PubH 5421 SOME REVIEW QUESTIONS


 August 19, 2011

 Some Sample Questions for Stat Computing II (SPH 5421)

 1.  Given a dataset of observations of the form (Xi, Yi), what
     computations would you do to decide between a linear model with
     an intercept and a linear model with no intercept?

 2.  How would you generate pseudorandom observations from a lognormal
     distribution?

 3.  You can estimate the number pi by (1) randomly generating points
     within the square which has vertices at (-1, -1), (-1, 1), (1, 1),
     and (1, -1), and then (2) computing what proportion of these
     points lie within a circle of radius 1 centered at the origin.

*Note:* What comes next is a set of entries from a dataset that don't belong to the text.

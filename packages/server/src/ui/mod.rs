//! Transport layer: axum router, WebSocket and HTTP handlers.

mod handler;
mod server;
mod signal;
pub mod state;

pub use server::Server;
pub use state::AppState;
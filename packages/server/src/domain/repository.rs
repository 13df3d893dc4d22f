//! Repository trait 定義
//!
//! ドメイン層が必要とするデータアクセスのインターフェースを定義します。
//! 具体的な実装は Infrastructure 層が提供します（依存性の逆転）。
//!
//! ## 排他制御
//!
//! 実装は、ルームのメンバー集合とルームレジストリの変更を一つの操作として
//! アトミックに行う必要があります。同じ未知のルーム ID への同時 join で
//! ルームが二つ作られてはならず、ルームを空にする退室と同じルーム ID への
//! join が競合してはなりません。

use async_trait::async_trait;

use super::{
    ConnectionId, Departure, JoinOutcome, Nickname, Password, RepositoryError, RoomId,
    RoomSnapshot, Roster, Style,
};

/// Room Registry + session table.
#[async_trait]
pub trait RoomRepository: Send + Sync {
    /// 新しい接続のセッションを Unjoined 状態で登録
    async fn register_session(&self, id: ConnectionId);

    /// ルームに参加する
    ///
    /// ルームが存在しなければ `password` 付きで作成し、無条件に入室させる。
    /// 存在する場合はパスワードを検証し、不一致なら状態を一切変更しない。
    async fn join_room(
        &self,
        id: ConnectionId,
        room_id: RoomId,
        password: Option<Password>,
        nickname: Nickname,
        style: Option<Style>,
    ) -> Result<JoinOutcome, RepositoryError>;

    /// ニックネームを変更し、変更を通知すべきルームを返す
    async fn update_nickname(
        &self,
        id: ConnectionId,
        nickname: Nickname,
        style: Option<Style>,
    ) -> Result<RoomId, RepositoryError>;

    /// スタイルを変更し、名簿が変わったルームを返す
    async fn update_style(
        &self,
        id: ConnectionId,
        style: Option<Style>,
    ) -> Result<RoomId, RepositoryError>;

    /// 参加中のルームを取得（未参加・切断済みなら `None`）
    async fn joined_room(&self, id: ConnectionId) -> Option<RoomId>;

    /// セッションを閉じ、ルームから削除する（冪等）
    ///
    /// ルームが空になった場合は同じ操作の中でルームも削除する。
    async fn close_session(&self, id: ConnectionId) -> Departure;

    /// ルームの参加中メンバーの接続 ID を取得（ルームがなければ `None`）
    async fn get_member_ids(&self, room_id: &RoomId) -> Option<Vec<ConnectionId>>;

    /// ルームの名簿と送信先を同じスナップショットから取得（ルームがなければ `None`）
    async fn get_roster(&self, room_id: &RoomId) -> Option<Roster>;

    /// 全ルームのスナップショットを取得
    async fn get_rooms(&self) -> Vec<RoomSnapshot>;

    /// ルームのスナップショットを取得
    async fn get_room(&self, room_id: &RoomId) -> Option<RoomSnapshot>;
}
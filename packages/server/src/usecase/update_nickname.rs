//! UseCase: ニックネーム変更処理
//!
//! ニックネームの重複チェックは行わない。旧ニックネームはクライアントが
//! 送ってきた値をそのまま通知に使う。

use std::sync::Arc;

use crate::domain::{ConnectionId, Nickname, RoomRepository, Style};

use super::{BroadcastService, error::EventError};

/// ニックネーム変更のユースケース
pub struct UpdateNicknameUseCase {
    repository: Arc<dyn RoomRepository>,
    broadcast: Arc<BroadcastService>,
}

impl UpdateNicknameUseCase {
    pub fn new(repository: Arc<dyn RoomRepository>, broadcast: Arc<BroadcastService>) -> Self {
        Self {
            repository,
            broadcast,
        }
    }

    /// ニックネーム変更を実行
    ///
    /// `style` が指定された場合はスタイルも同時に更新する。
    pub async fn execute(
        &self,
        id: ConnectionId,
        old_nickname: String,
        new_nickname: String,
        style: Option<Style>,
    ) -> Result<(), EventError> {
        let nickname = Nickname::new(new_nickname).map_err(|_| EventError::EmptyNickname)?;

        let room_id = self
            .repository
            .update_nickname(id, nickname.clone(), style)
            .await
            .map_err(|_| EventError::NotJoined)?;
        tracing::info!(
            "'{}' changed nickname to '{}' in room '{}'",
            old_nickname,
            nickname,
            room_id
        );

        self.broadcast
            .broadcast(
                &room_id,
                format!("{} changed nickname to {}", old_nickname, nickname),
                None,
            )
            .await;
        self.broadcast.broadcast_user_list(&room_id).await;
        Ok(())
    }
}
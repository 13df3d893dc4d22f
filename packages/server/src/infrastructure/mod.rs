//! Infrastructure layer: concrete implementations of the domain ports and
//! the wire DTOs.

pub mod dto;
pub mod message_pusher;
pub mod repository;
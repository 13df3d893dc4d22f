//! HTTP API endpoint handlers.

use std::sync::Arc;

use axum::{
    Json,
    extract::{Path, State},
    http::StatusCode,
};

use crate::{
    infrastructure::dto::http::{RoomDetailDto, RoomSummaryDto},
    ui::state::AppState,
    usecase::GetRoomDetailError,
};

/// Health check endpoint
pub async fn health_check() -> Json<serde_json::Value> {
    Json(serde_json::json!({"status": "ok"}))
}

/// Get list of rooms
pub async fn get_rooms(State(state): State<Arc<AppState>>) -> Json<Vec<RoomSummaryDto>> {
    let rooms = state.get_rooms_usecase.execute().await;
    Json(rooms.iter().map(RoomSummaryDto::from).collect())
}

/// Get room detail by ID
pub async fn get_room_detail(
    State(state): State<Arc<AppState>>,
    Path(room_id): Path<String>,
) -> Result<Json<RoomDetailDto>, StatusCode> {
    match state.get_room_detail_usecase.execute(room_id).await {
        Ok(room) => Ok(Json(RoomDetailDto::from(room))),
        Err(GetRoomDetailError::RoomNotFound) => Err(StatusCode::NOT_FOUND),
    }
}
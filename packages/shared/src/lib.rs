//! Utilities shared by the Hiroba binaries.

pub mod logger;
pub mod time;
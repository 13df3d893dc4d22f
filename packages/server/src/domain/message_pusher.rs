//! MessagePusher trait 定義
//!
//! クライアントへのメッセージ送信のインターフェース。
//! ドメイン層は送信手段（WebSocket など）に依存しません。

use async_trait::async_trait;
use tokio::sync::mpsc;

use super::{ConnectionId, MessagePushError, ServerEvent};

/// Outbound channel of one connection, carrying serialized frames.
pub type PusherChannel = mpsc::UnboundedSender<String>;

/// Delivery of `ServerEvent`s to connections.
///
/// Sending to a connection that is no longer registered is not fatal:
/// `push_to` reports it, `broadcast` skips it.
#[cfg_attr(test, mockall::automock)]
#[async_trait]
pub trait MessagePusher: Send + Sync {
    /// 接続の送信チャンネルを登録
    async fn register_client(&self, client_id: ConnectionId, sender: PusherChannel);

    /// 接続の送信チャンネルを登録解除
    async fn unregister_client(&self, client_id: &ConnectionId);

    /// 特定の接続にイベントを送信
    async fn push_to(
        &self,
        client_id: &ConnectionId,
        event: &ServerEvent,
    ) -> Result<(), MessagePushError>;

    /// 複数の接続にイベントを送信（一部の失敗は許容）
    async fn broadcast(
        &self,
        targets: &[ConnectionId],
        event: &ServerEvent,
    ) -> Result<(), MessagePushError>;
}
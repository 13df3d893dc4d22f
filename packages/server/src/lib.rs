//! Room-scoped real-time chat relay.
//!
//! Clients connect over WebSocket, join named (optionally password
//! protected) rooms, exchange styled chat messages and see a live roster
//! of the room's occupants.

// layers
pub mod domain;
pub mod infrastructure;
pub mod ui;
pub mod usecase;
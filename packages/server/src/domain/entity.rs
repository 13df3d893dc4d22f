//! Entities: the per-connection session and the room.

use super::{
    error::DomainError,
    value_object::{ConnectionId, Nickname, Password, RoomId, Style, Timestamp},
};

/// Lifecycle of a session.
///
/// ```text
/// Unjoined --join--> Joined --close--> Closed
///     \______________close_____________/
/// ```
#[derive(Debug, Clone, Copy, PartialEq, Eq)]
pub enum SessionState {
    Unjoined,
    Joined,
    Closed,
}

/// Mutable per-connection identity.
///
/// `room` is `Some` iff `state` is `Joined`.
#[derive(Debug, Clone, PartialEq)]
pub struct Session {
    pub id: ConnectionId,
    pub nickname: Option<Nickname>,
    pub style: Option<Style>,
    pub room: Option<RoomId>,
    pub state: SessionState,
}

impl Session {
    pub fn new(id: ConnectionId) -> Self {
        Self {
            id,
            nickname: None,
            style: None,
            room: None,
            state: SessionState::Unjoined,
        }
    }

    pub fn is_joined(&self) -> bool {
        self.state == SessionState::Joined
    }

    /// Unjoined -> Joined.
    pub fn join(
        &mut self,
        room: RoomId,
        nickname: Nickname,
        style: Option<Style>,
    ) -> Result<(), DomainError> {
        match self.state {
            SessionState::Unjoined => {
                self.room = Some(room);
                self.nickname = Some(nickname);
                self.style = style;
                self.state = SessionState::Joined;
                Ok(())
            }
            SessionState::Joined => Err(DomainError::AlreadyJoined),
            SessionState::Closed => Err(DomainError::SessionClosed),
        }
    }

    /// Replace the nickname, and the style if one is supplied.
    ///
    /// Returns the room the change must be announced in.
    pub fn rename(
        &mut self,
        nickname: Nickname,
        style: Option<Style>,
    ) -> Result<RoomId, DomainError> {
        let room = self.joined_room()?;
        self.nickname = Some(nickname);
        if style.is_some() {
            self.style = style;
        }
        Ok(room)
    }

    /// Replace the style. Returns the room whose roster changed.
    pub fn restyle(&mut self, style: Option<Style>) -> Result<RoomId, DomainError> {
        let room = self.joined_room()?;
        self.style = style;
        Ok(room)
    }

    /// Any state -> Closed. Returns the room the session was in, if any.
    ///
    /// Closing an already closed session is a no-op returning `None`.
    pub fn close(&mut self) -> Option<RoomId> {
        self.state = SessionState::Closed;
        self.room.take()
    }

    fn joined_room(&self) -> Result<RoomId, DomainError> {
        match (self.state, &self.room) {
            (SessionState::Joined, Some(room)) => Ok(room.clone()),
            (SessionState::Closed, _) => Err(DomainError::SessionClosed),
            _ => Err(DomainError::NotJoined),
        }
    }
}

/// A named broadcast domain with an optional shared password.
///
/// Members are kept in join order; membership is unique.
#[derive(Debug, Clone)]
pub struct Room {
    pub id: RoomId,
    pub created_at: Timestamp,
    password: Option<Password>,
    members: Vec<ConnectionId>,
}

impl Room {
    pub fn new(id: RoomId, password: Option<Password>, created_at: Timestamp) -> Self {
        Self {
            id,
            created_at,
            password,
            members: Vec::new(),
        }
    }

    /// A room without a password admits everyone, regardless of what they supply.
    pub fn admits(&self, supplied: Option<&Password>) -> bool {
        match &self.password {
            None => true,
            Some(password) => supplied == Some(password),
        }
    }

    pub fn has_password(&self) -> bool {
        self.password.is_some()
    }

    pub fn add_member(&mut self, id: ConnectionId) {
        if !self.members.contains(&id) {
            self.members.push(id);
        }
    }

    /// Returns `true` if the connection was a member.
    pub fn remove_member(&mut self, id: &ConnectionId) -> bool {
        let before = self.members.len();
        self.members.retain(|member| member != id);
        self.members.len() != before
    }

    pub fn members(&self) -> &[ConnectionId] {
        &self.members
    }

    pub fn member_count(&self) -> usize {
        self.members.len()
    }

    pub fn is_empty(&self) -> bool {
        self.members.is_empty()
    }
}

/// One line of a room's roster.
#[derive(Debug, Clone, PartialEq)]
pub struct RosterEntry {
    pub nickname: Nickname,
    pub style: Option<Style>,
}

/// Roster of a room together with the connections it must be sent to,
/// read in one consistent snapshot.
#[derive(Debug, Clone, Default, PartialEq)]
pub struct Roster {
    pub recipients: Vec<ConnectionId>,
    pub entries: Vec<RosterEntry>,
}

/// Read-only view of a room, used by the HTTP API.
#[derive(Debug, Clone, PartialEq)]
pub struct RoomSnapshot {
    pub id: RoomId,
    pub has_password: bool,
    pub created_at: Timestamp,
    pub roster: Vec<RosterEntry>,
}

/// Result of a successful join.
#[derive(Debug, Clone, Copy, PartialEq, Eq)]
pub struct JoinOutcome {
    pub room_created: bool,
}

/// What a closing session left behind.
#[derive(Debug, Clone, Default, PartialEq)]
pub struct Departure {
    /// Room the session was a member of.
    pub room: Option<RoomId>,
    /// Nickname the session had when it closed.
    pub nickname: Option<Nickname>,
    /// Whether the room was removed because it became empty.
    pub room_removed: bool,
}

#[cfg(test)]
mod tests {
    use super::*;
    use serde_json::json;

    fn room_id(value: &str) -> RoomId {
        RoomId::new(value.to_string()).unwrap()
    }

    fn nickname(value: &str) -> Nickname {
        Nickname::new(value.to_string()).unwrap()
    }

    fn password(value: &str) -> Option<Password> {
        Password::from_optional(Some(value.to_string()))
    }

    #[test]
    fn test_new_session_is_unjoined_and_empty() {
        // テスト項目: 新しいセッションは未参加状態で、識別情報を持たない
        // given (前提条件):
        let id = ConnectionId::generate();

        // when (操作):
        let session = Session::new(id);

        // then (期待する結果):
        assert_eq!(session.state, SessionState::Unjoined);
        assert_eq!(session.nickname, None);
        assert_eq!(session.style, None);
        assert_eq!(session.room, None);
    }

    #[test]
    fn test_session_join_sets_identity() {
        // テスト項目: join でルーム・ニックネーム・スタイルが設定され Joined に遷移する
        // given (前提条件):
        let mut session = Session::new(ConnectionId::generate());
        let style = Some(Style::new(json!("red")));

        // when (操作):
        let result = session.join(room_id("r1"), nickname("Alice"), style.clone());

        // then (期待する結果):
        assert!(result.is_ok());
        assert!(session.is_joined());
        assert_eq!(session.room, Some(room_id("r1")));
        assert_eq!(session.nickname, Some(nickname("Alice")));
        assert_eq!(session.style, style);
    }

    #[test]
    fn test_session_join_twice_is_rejected() {
        // テスト項目: 参加済みのセッションは再度 join できない
        // given (前提条件):
        let mut session = Session::new(ConnectionId::generate());
        session
            .join(room_id("r1"), nickname("Alice"), None)
            .unwrap();

        // when (操作):
        let result = session.join(room_id("r2"), nickname("Alice"), None);

        // then (期待する結果):
        assert_eq!(result, Err(DomainError::AlreadyJoined));
        assert_eq!(session.room, Some(room_id("r1")));
    }

    #[test]
    fn test_session_rename_keeps_style_when_none_supplied() {
        // テスト項目: スタイル未指定のニックネーム変更ではスタイルが維持される
        // given (前提条件):
        let mut session = Session::new(ConnectionId::generate());
        let style = Some(Style::new(json!("red")));
        session
            .join(room_id("r1"), nickname("Alice"), style.clone())
            .unwrap();

        // when (操作):
        let result = session.rename(nickname("Alicia"), None);

        // then (期待する結果):
        assert_eq!(result, Ok(room_id("r1")));
        assert_eq!(session.nickname, Some(nickname("Alicia")));
        assert_eq!(session.style, style);
    }

    #[test]
    fn test_session_rename_replaces_style_when_supplied() {
        // テスト項目: スタイル指定のニックネーム変更ではスタイルも更新される
        // given (前提条件):
        let mut session = Session::new(ConnectionId::generate());
        session
            .join(
                room_id("r1"),
                nickname("Alice"),
                Some(Style::new(json!("red"))),
            )
            .unwrap();

        // when (操作):
        session
            .rename(nickname("Alicia"), Some(Style::new(json!("blue"))))
            .unwrap();

        // then (期待する結果):
        assert_eq!(session.style, Some(Style::new(json!("blue"))));
    }

    #[test]
    fn test_session_updates_require_joined_state() {
        // テスト項目: 未参加のセッションではニックネーム・スタイル変更ができない
        // given (前提条件):
        let mut session = Session::new(ConnectionId::generate());

        // when (操作):
        let rename = session.rename(nickname("Alice"), None);
        let restyle = session.restyle(Some(Style::new(json!("red"))));

        // then (期待する結果):
        assert_eq!(rename, Err(DomainError::NotJoined));
        assert_eq!(restyle, Err(DomainError::NotJoined));
        assert_eq!(session.nickname, None);
        assert_eq!(session.style, None);
    }

    #[test]
    fn test_session_close_is_idempotent() {
        // テスト項目: close はルームを返し、二回目以降は何も返さない
        // given (前提条件):
        let mut session = Session::new(ConnectionId::generate());
        session
            .join(room_id("r1"), nickname("Alice"), None)
            .unwrap();

        // when (操作):
        let first = session.close();
        let second = session.close();

        // then (期待する結果):
        assert_eq!(first, Some(room_id("r1")));
        assert_eq!(second, None);
        assert_eq!(session.state, SessionState::Closed);
        assert_eq!(session.restyle(None), Err(DomainError::SessionClosed));
    }

    #[test]
    fn test_room_without_password_admits_anyone() {
        // テスト項目: パスワードなしのルームは任意のパスワードで入室できる
        // given (前提条件):
        let room = Room::new(room_id("r1"), None, Timestamp::new(0));

        // when (操作) / then (期待する結果):
        assert!(room.admits(None));
        assert!(room.admits(password("x").as_ref()));
    }

    #[test]
    fn test_room_with_password_requires_exact_match() {
        // テスト項目: パスワード付きのルームは一致するパスワードでのみ入室できる
        // given (前提条件):
        let room = Room::new(room_id("r1"), password("secret"), Timestamp::new(0));

        // when (操作) / then (期待する結果):
        assert!(room.has_password());
        assert!(room.admits(password("secret").as_ref()));
        assert!(!room.admits(password("wrong").as_ref()));
        assert!(!room.admits(None));
    }

    #[test]
    fn test_room_membership_is_unique_and_ordered() {
        // テスト項目: メンバーは重複せず、参加順に保持される
        // given (前提条件):
        let mut room = Room::new(room_id("r1"), None, Timestamp::new(0));
        let alice = ConnectionId::generate();
        let bob = ConnectionId::generate();

        // when (操作):
        room.add_member(alice);
        room.add_member(bob);
        room.add_member(alice);

        // then (期待する結果):
        assert_eq!(room.members(), &[alice, bob]);
        assert_eq!(room.member_count(), 2);
    }

    #[test]
    fn test_room_remove_member() {
        // テスト項目: メンバー削除の結果が正しく返され、最後の一人で空になる
        // given (前提条件):
        let mut room = Room::new(room_id("r1"), None, Timestamp::new(0));
        let alice = ConnectionId::generate();
        room.add_member(alice);

        // when (操作):
        let removed = room.remove_member(&alice);
        let removed_again = room.remove_member(&alice);

        // then (期待する結果):
        assert!(removed);
        assert!(!removed_again);
        assert!(room.is_empty());
    }
}
//! UseCase: ルーム参加処理
//!
//! ## テスト実装の作業記録
//!
//! ### 何をテストしているか
//! - JoinRoomUseCase::execute() メソッド
//! - 入力検証、パスワード検証、参加時の通知順序
//!
//! ### どのような状況を想定しているか
//! - 正常系：新規ルームの作成、既存ルームへの参加
//! - 異常系：ルーム ID / ニックネームの欠落、パスワード不一致、二重参加
//! - エッジケース：パスワードなしルームへのパスワード付き参加

use std::sync::Arc;

use crate::domain::{
    ConnectionId, JoinOutcome, Nickname, Password, RepositoryError, RoomId, RoomRepository,
    ServerEvent, Style,
};

use super::{BroadcastService, error::JoinError};

/// Raw join request as supplied by the client.
#[derive(Debug, Clone, PartialEq)]
pub struct JoinRequest {
    pub room_id: Option<String>,
    pub password: Option<String>,
    pub nickname: Option<String>,
    pub style: Option<Style>,
}

/// ルーム参加のユースケース
pub struct JoinRoomUseCase {
    repository: Arc<dyn RoomRepository>,
    broadcast: Arc<BroadcastService>,
}

impl JoinRoomUseCase {
    pub fn new(repository: Arc<dyn RoomRepository>, broadcast: Arc<BroadcastService>) -> Self {
        Self {
            repository,
            broadcast,
        }
    }

    /// ルーム参加を実行
    ///
    /// 成功時はルーム全体に入室メッセージと名簿を送り、その後で参加者本人に
    /// `join_success` を送る。`Validation` / `Auth` の失敗は本人にのみ
    /// `error` として通知し、状態は変更しない。
    pub async fn execute(
        &self,
        id: ConnectionId,
        request: JoinRequest,
    ) -> Result<JoinOutcome, JoinError> {
        let result = self.join(id, request).await;
        if let Err(e) = &result {
            if e.is_reported() {
                self.broadcast
                    .send_to(&id, &ServerEvent::error(e.to_string()))
                    .await;
            }
        }
        result
    }

    async fn join(&self, id: ConnectionId, request: JoinRequest) -> Result<JoinOutcome, JoinError> {
        let room_id = RoomId::new(request.room_id.unwrap_or_default());
        let nickname = Nickname::new(request.nickname.unwrap_or_default());
        let (Ok(room_id), Ok(nickname)) = (room_id, nickname) else {
            tracing::warn!("Connection '{}' sent join without room id or nickname", id);
            return Err(JoinError::Validation);
        };
        let password = Password::from_optional(request.password);

        let outcome = self
            .repository
            .join_room(
                id,
                room_id.clone(),
                password,
                nickname.clone(),
                request.style,
            )
            .await
            .map_err(|e| match e {
                RepositoryError::PasswordMismatch(_) => {
                    tracing::warn!("Connection '{}' failed to join '{}': {}", id, room_id, e);
                    JoinError::Auth
                }
                other => JoinError::InvalidSession(other.to_string()),
            })?;

        if outcome.room_created {
            tracing::info!("Room '{}' created", room_id);
        }
        tracing::info!("'{}' ({}) joined room '{}'", nickname, id, room_id);

        self.broadcast
            .broadcast(&room_id, format!("{} has joined", nickname), None)
            .await;
        self.broadcast.broadcast_user_list(&room_id).await;
        self.broadcast.send_to(&id, &ServerEvent::JoinSuccess).await;

        Ok(outcome)
    }
}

     Write SAS or SPlus code which accomplishes this and produces an
     estimate of pi.  Execute your program with 10000 simulated points
     and print the answer.

     Can you think of a way to assign a standard error to the estimate
     of pi that you obtain by this method (assuming you didn't already
     know the true value) ?

 4.  Given a list of 120 people, find an efficient way to randomly assign them to
     three groups so that there are exactly 40 in each group.

 5.  An investigator gives drug A to 100 people and drug B to another
     100 people for four weeks.  The drug is supposed to lower blood
     pressure.  Thus the outcome of the study is the change in blood
     pressure from baseline to the last day they are on drug.

     He finds that the mean blood pressure change in the A group is
     -12.4, and in the B group it is -15.8.  The difference between
     groups A and B is -12.4 - (-15.8) = 3.4.

     He wants to know how likely it is that this might have occurred
     by chance.  He decides to test the null hypothesis of no difference
     between the drugs by means of a permutation test.  To do this he
     takes the list of 200 people and their changes in blood pressure
     and randomly assigns them to a pseudo-A group and a pseudo-B
     group.  He then computes the difference in mean change in blood
     pressure between these pseudo-groups.  He repeats this process
     10,000 times.

     a) What do you expect the mean difference over the 10,000 pseudo-
        trials to be?

     b) How can he estimate the probability that he would obtain
        by chance a difference greater than that which he observed?

     c) Does this seem to be a valid way to carry out a statistical
        test?

     c) Write a SAS or Splus program which carries out his plan.


 6.  Assume a data file with the following structure:

     Obs    X     Y
     ---   ---   ---
      1     12    3
      2     16    2
      .      .    .
      .      .    .
      .      .    .
      N     29    7


      Write an IML program which computes regression coefficients
      for the model

             E(Y) = b0 + b1 * X + b2 * X^2.

      Include a computation of R-square.

7.  White blood cell counts may be related to age.  Suppose N people are
    sampled with ages A1, A2, ..., An and weight W1, W2, ..., Wn,
    and white cell counts Y1, Y2, ..., Yn. The white cell count Yi for
    a given person can be assumed to have a Poisson distribution with 
    expectation equal to

                 E(Yi) = exp(a*Wi + b*Ai),

    where Ai is the person's age and Wi is the person's weight.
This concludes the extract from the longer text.